Glamorous are those times in life when we can make something specific happen. We look at a situation, know what must be done for a solution to occur, and then we carry out the plan of action. The sense of having a cause and a purpose is exciting. And the effect of imposing our will is truly exhilarating, maybe addictive. We have saved the day. We were needed and we rose to the occasion. Had we not been there something very bad may have happened, but we were there and our actions made the difference.
There are times like that in life. Sometimes they involve small things like protecting and raising children. Sometimes the matters seem much bigger as institutions or groups of people are affected by our plans or actions. But when one really gets down to it, how many times in life do situations like that actually happen?
Most of life has to do with something very different. Rather than individuals rising up over situations, usually it is situations rolling over individuals. Rather than some one person affecting change, usually it is change affecting us. Rather than us bending the rest of the world, usually it is the world bending us.
We might want to change the world. But more often we experience the world changing us. Most everything that our Savior teaches us has to do with accepting change rather than affecting change. He calls us to surrender, to follow, to accept, to give away, to turn the other cheek, to suffer, to die, to trust, to undergo, and to be raised to a new life.
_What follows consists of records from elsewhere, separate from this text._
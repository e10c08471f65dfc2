use valentine_core::config::{DEFAULT_AUDIO_SRC, DEFAULT_COVER_SRC};
use valentine_core::PageConfig;

#[test]
fn defaults_point_at_bundled_assets() {
    let config = PageConfig::default();
    assert_eq!(config.audio_src, DEFAULT_AUDIO_SRC);
    assert_eq!(config.cover_src, DEFAULT_COVER_SRC);
    assert!(!config.debug);
}

#[test]
fn asset_overrides_ignore_blank_values() {
    let config = PageConfig::default().with_assets(Some(" music/song.ogg "), Some("   "), None);
    assert_eq!(config.audio_src, "music/song.ogg");
    assert_eq!(config.cover_src, DEFAULT_COVER_SRC);
}

#[test]
fn debug_flag_from_query() {
    assert!(PageConfig::default().with_query("?debug=1").debug);
    assert!(PageConfig::default().with_query("debug=TRUE&x=2").debug);
    assert!(PageConfig::default().with_query("?debug").debug);
    assert!(!PageConfig::default().with_query("?debug=0").debug);
    assert!(!PageConfig::default().with_query("").debug);
    assert!(!PageConfig::default().with_query("?other=1").debug);
}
I might have some grandiose visions of my life where I am to fight the good fight and be the victor. And though few, there are times to fight. But the spiritual life, Jesus would say, is not so much a fight as it is a journey. I don’t defeat the world; I follow my Lord and allow him to carry me through this world.
There’s even the realization in this earthly pilgrimage that the more I seek to change someone or something, the more I make change impossible. The more I fight against something, the more entrenched it becomes. Accepting things as they are is the key to allowing them to change. And accepting change in my own life is a more effective spiritual growth tool than fighting against change.
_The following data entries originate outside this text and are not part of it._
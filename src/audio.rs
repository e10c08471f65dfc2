use std::rc::Rc;

use gloo::events::EventListener;
use valentine_core::MediaEvent;
use wasm_bindgen::JsValue;
use wasm_bindgen_futures::{spawn_local, JsFuture};
use web_sys::HtmlAudioElement;

pub(crate) type MediaSink = Rc<dyn Fn(MediaEvent)>;

const MEDIA_EVENTS: &[&str] = &[
    "play",
    "pause",
    "ended",
    "error",
    "stalled",
    "waiting",
    "canplay",
    "loadedmetadata",
    "volumechange",
];

/// Owns the background track and its listener set. Listeners live exactly as
/// long as the controller; dropping it detaches them and stops playback.
pub(crate) struct AudioController {
    element: HtmlAudioElement,
    listeners: Vec<EventListener>,
}

impl AudioController {
    pub(crate) fn new(src: &str, sink: MediaSink) -> Result<Self, JsValue> {
        let element = HtmlAudioElement::new_with_src(src)?;
        element.set_loop(true);
        element.set_preload("auto");
        let listeners = subscribe(&element, &sink);
        Ok(Self { element, listeners })
    }

    #[cfg(test)]
    pub(crate) fn element(&self) -> &HtmlAudioElement {
        &self.element
    }

    pub(crate) fn listener_count(&self) -> usize {
        self.listeners.len()
    }

    /// `play()` may reject asynchronously; the callback then receives the
    /// resource's current error code, if it has one.
    pub(crate) fn play<F>(&self, on_rejected: F)
    where
        F: FnOnce(Option<u16>) + 'static,
    {
        let element = self.element.clone();
        let promise = match self.element.play() {
            Ok(promise) => promise,
            Err(err) => {
                gloo::console::error!("Audio playback failed:", err);
                on_rejected(media_error_code(&element));
                return;
            }
        };
        spawn_local(async move {
            if let Err(err) = JsFuture::from(promise).await {
                gloo::console::error!("Audio playback failed:", err);
                on_rejected(media_error_code(&element));
            }
        });
    }

    pub(crate) fn pause(&self) {
        if let Err(err) = self.element.pause() {
            gloo::console::warn!("audio pause failed", err);
        }
    }

    pub(crate) fn set_muted(&self, muted: bool) {
        self.element.set_muted(muted);
    }
}

impl Drop for AudioController {
    fn drop(&mut self) {
        self.listeners.clear();
        let _ = self.element.pause();
    }
}

fn subscribe(element: &HtmlAudioElement, sink: &MediaSink) -> Vec<EventListener> {
    MEDIA_EVENTS
        .iter()
        .copied()
        .map(|name| {
            let source = element.clone();
            let sink = sink.clone();
            EventListener::new(element, name, move |_event| {
                if let Some(event) = read_media_event(name, &source) {
                    sink(event);
                }
            })
        })
        .collect()
}

/// Builds the notification from the element's live state, so handlers never
/// depend on what the page last believed.
fn read_media_event(name: &str, element: &HtmlAudioElement) -> Option<MediaEvent> {
    let event = match name {
        "play" => MediaEvent::Play,
        "pause" => MediaEvent::Pause,
        "ended" => MediaEvent::Ended,
        "error" => MediaEvent::Error {
            code: media_error_code(element),
        },
        "stalled" => MediaEvent::Stalled,
        "waiting" => MediaEvent::Waiting,
        "canplay" => MediaEvent::CanPlay,
        "loadedmetadata" => MediaEvent::LoadedMetadata,
        "volumechange" => MediaEvent::VolumeChange {
            muted: element.muted(),
        },
        _ => return None,
    };
    Some(event)
}

fn media_error_code(element: &HtmlAudioElement) -> Option<u16> {
    element.error().map(|err| err.code())
}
On this subject I find two truths in my own life: 1) I resist change and am threatened by it; 2) most every change that life has brought me has been good. I see something different coming and I dig in my heels, imagine the very worst outcome, get anxious and frantic. Then the change comes and readjusts my life. And in time the change makes life better. It makes more sense that I would come to embrace change as a good and positive spirit in the world, but I tend to approach it more as an evil force. I struggle against it and, only through that struggle, come to see the goodness that makes all things well.
With change in life, I’ve heard the analogy of canoeing through rapids. Paddling against it is fruitless. Allowing the current to carry me works better. Yielding is better than resisting. Learning to recognize the current and paddling toward the flow makes it all go easier and can even become great fun. The difference between terror and sport might just be a matter of attitude. Change can be maddening. Or it can be joyous.
What change might life be bringing you these days? Are you resisting that as something which threatens you and your security? Might you learn to embrace that change as a good part of God’s spirit in the world? Might you surrender and trust and go with the change? God is good. All of life is in his hands. This – whatever “this” is for you – is temporary. It must be changed. And it will be for the best. Such is the nature of God’s grace.
Robert C. Wisnewski, Jr.
We pray for one who has died, Eugenia Shanbacher, sister of Kitty Coleman. Rest eternal grant to her, O Lord; and let light perpetual shine upon her.